I think it's possible that we need more and more impressive AI just to keep up the old pace of innovation.

Most of what is done in universities isn't secret; in fact, we want people to hear those ideas. and take them to other countries. The larger the network of people involved in that process, the faster we’ll make progress. So the idea that China is spying on something that itself is a public good—that just doesn't make any sense.

There must be legitimate concerns, though, perhaps with companies like Huawei?

I don't have access to enough information on Huawei; I’m absent the security clearance. I’m open to that being a legitimate national security issue around protecting ourselves from espionage. But that’s different from ideas; that’s using a particular company’s technology that comes embedded with who knows what.

So I'm open to there being a trade-off between national security and economics, and I'm very open to making the trade-off on the side of national security. It’s the basic ideas, innovation, the types of things you publish in a journal, as opposed to the type of things you manufacture in a factory, that aren’t as much of a risk.

More broadly, what did the Trump administration get right about AI, and what did it get wrong?

They put AI innovation front and center, which is where I think it should be. And they did recognize that if you don't have public trust in AI, you won’t be able to advance it. My view has been, and still is, that we don’t have enough AI. So I think some additional federal funding would help; that’s something the Trump administration actually called for.

They didn't focus nearly as much on addressing issues around bias. There's an increased understanding of algorithmic bias, and racial equity is one of the four priorities that president-elect Biden has set. Clearly there's work to be done in this area. Some of it can just be reversing President Trump's executive order (regarding diversity training at entities receiving federal money), which basically made it harder to do some of the enforcement around racial bias.
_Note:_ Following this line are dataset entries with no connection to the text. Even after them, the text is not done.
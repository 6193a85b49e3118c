use std::fmt;

use chrono::NaiveDateTime;
use serde::Serialize;

/// One joined row of the price history: the raw price columns, the derived
/// `dateTime`, and the item name merged in from the metadata file (absent
/// when the id had no match).
#[derive(Debug, Clone, PartialEq, Serialize)]
#[serde(rename_all = "camelCase")]
pub struct PriceRow {
    pub unix_time: i64,
    pub item_id: i64,
    pub avg_high_price: f64,
    pub avg_low_price: f64,
    pub high_price_volume: f64,
    pub low_price_volume: f64,
    pub date_time: NaiveDateTime,
    pub item_name: Option<String>,
}

impl PriceRow {
    pub fn value(&self, column: Column) -> CellValue<'_> {
        match column {
            Column::UnixTime => CellValue::Int(self.unix_time),
            Column::ItemId => CellValue::Int(self.item_id),
            Column::AvgHighPrice => CellValue::Float(self.avg_high_price),
            Column::AvgLowPrice => CellValue::Float(self.avg_low_price),
            Column::HighPriceVolume => CellValue::Float(self.high_price_volume),
            Column::LowPriceVolume => CellValue::Float(self.low_price_volume),
            Column::DateTime => CellValue::DateTime(self.date_time),
            Column::ItemName => match &self.item_name {
                Some(name) => CellValue::Text(name),
                None => CellValue::Missing,
            },
        }
    }
}

/// The public columns of the table, in display order. Filter and sort
/// requests address columns by these names; anything else is not a column.
#[derive(Debug, Clone, Copy, PartialEq, Eq)]
pub enum Column {
    UnixTime,
    ItemId,
    AvgHighPrice,
    AvgLowPrice,
    HighPriceVolume,
    LowPriceVolume,
    DateTime,
    ItemName,
}

impl Column {
    pub const ALL: [Column; 8] = [
        Column::UnixTime,
        Column::ItemId,
        Column::AvgHighPrice,
        Column::AvgLowPrice,
        Column::HighPriceVolume,
        Column::LowPriceVolume,
        Column::DateTime,
        Column::ItemName,
    ];

    pub fn name(self) -> &'static str {
        match self {
            Column::UnixTime => "unixTime",
            Column::ItemId => "itemId",
            Column::AvgHighPrice => "avgHighPrice",
            Column::AvgLowPrice => "avgLowPrice",
            Column::HighPriceVolume => "highPriceVolume",
            Column::LowPriceVolume => "lowPriceVolume",
            Column::DateTime => "dateTime",
            Column::ItemName => "Item Name",
        }
    }

    pub fn from_name(name: &str) -> Option<Column> {
        Column::ALL.iter().copied().find(|c| c.name() == name)
    }
}

/// A single cell, typed. Comparison and stringification live here so that
/// filtering and sorting agree on what a column's value looks like.
#[derive(Debug, Clone, Copy, PartialEq)]
pub enum CellValue<'a> {
    Int(i64),
    Float(f64),
    DateTime(NaiveDateTime),
    Text(&'a str),
    Missing,
}

impl CellValue<'_> {
    pub fn is_missing(&self) -> bool {
        matches!(self, CellValue::Missing)
    }

    /// Total ordering across cells. Same-typed values compare naturally,
    /// numeric variants compare as f64, and missing values sort after
    /// everything else so they land at the bottom of an ascending sort.
    pub fn total_cmp(&self, other: &CellValue<'_>) -> std::cmp::Ordering {
        use std::cmp::Ordering;
        use CellValue::*;

        match (self, other) {
            (Missing, Missing) => Ordering::Equal,
            (Missing, _) => Ordering::Greater,
            (_, Missing) => Ordering::Less,
            (Int(a), Int(b)) => a.cmp(b),
            (Float(a), Float(b)) => a.total_cmp(b),
            (Int(a), Float(b)) => (*a as f64).total_cmp(b),
            (Float(a), Int(b)) => a.total_cmp(&(*b as f64)),
            (DateTime(a), DateTime(b)) => a.cmp(b),
            (Text(a), Text(b)) => a.cmp(b),
            // Columns are single-typed, so this arm is never hit in
            // practice; rank by variant to stay total anyway.
            (a, b) => a.type_rank().cmp(&b.type_rank()),
        }
    }

    fn type_rank(&self) -> u8 {
        match self {
            CellValue::Int(_) => 0,
            CellValue::Float(_) => 1,
            CellValue::DateTime(_) => 2,
            CellValue::Text(_) => 3,
            CellValue::Missing => 4,
        }
    }
}

impl fmt::Display for CellValue<'_> {
    fn fmt(&self, f: &mut fmt::Formatter<'_>) -> fmt::Result {
        match self {
            CellValue::Int(v) => write!(f, "{}", v),
            CellValue::Float(v) => write!(f, "{}", v),
            CellValue::DateTime(v) => write!(f, "{}", v.format("%Y-%m-%d %H:%M:%S")),
            CellValue::Text(v) => f.write_str(v),
            CellValue::Missing => Ok(()),
        }
    }
}

/// The full joined table, built once at startup and read-only afterwards.
#[derive(Debug, Default)]
pub struct Dataset {
    pub rows: Vec<PriceRow>,
}

impl Dataset {
    pub fn len(&self) -> usize {
        self.rows.len()
    }

    pub fn is_empty(&self) -> bool {
        self.rows.is_empty()
    }

    pub fn column_names() -> Vec<&'static str> {
        Column::ALL.iter().map(|c| c.name()).collect()
    }
}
I don't favor a single AI regulator, because I think you need AI expertise at the SEC, at NHTSA, at HUD, you need it everywhere.

Should the next administration be worried about the way AI expertise is being sucked into industry?

So far corporate AI has been decently open, because researchers at the companies want to share and show off. But I'm nervous about how long that will persist, and I’d like to see more university research.

The two obstacles of university research are, one, you need money to pay the researcher to compete with the private sector, and two, the data and the resources that you can work with are much better in a company. So it’s tough and expensive to compete. I remain nervous about the extent to which you can count on the private sector for basic research.

Would increasing the diversity of the AI workforce also help the US access more talent?

The United States is 20th in the OECD in the share of 3- and 4-year-olds who go to preschool. Remedying that would be an AI policy, because there are people who could make a contribution that we're missing out on, because from the very beginning of their lives they're not getting on a track that will let them express their full potential. So yes, the extreme levels of inequality of opportunity in the United States are important problems for all innovation.

What impact do you think Covid is likely to have on the spread of AI?

The biggest problem we have in our economy has been demand (for goods and services, and therefore workers). But by the end of next year, I think people will have, on balance, enough money to spend. And it will be safe to spend it because of the vaccine. But there will still be a lot of employers that don't want to hire people back, because they decided they can make do without them. This is the problem we're going to have in 2022 and beyond, and none of the emergency legislation has started to scratch that.

For all the hype around AI, it seems surprisingly few companies are using it. Should the government try to encourage greater adoption?

I don’t think the government needs to encourage that. We just need to make sure it's there, and that we’re overcoming the problems.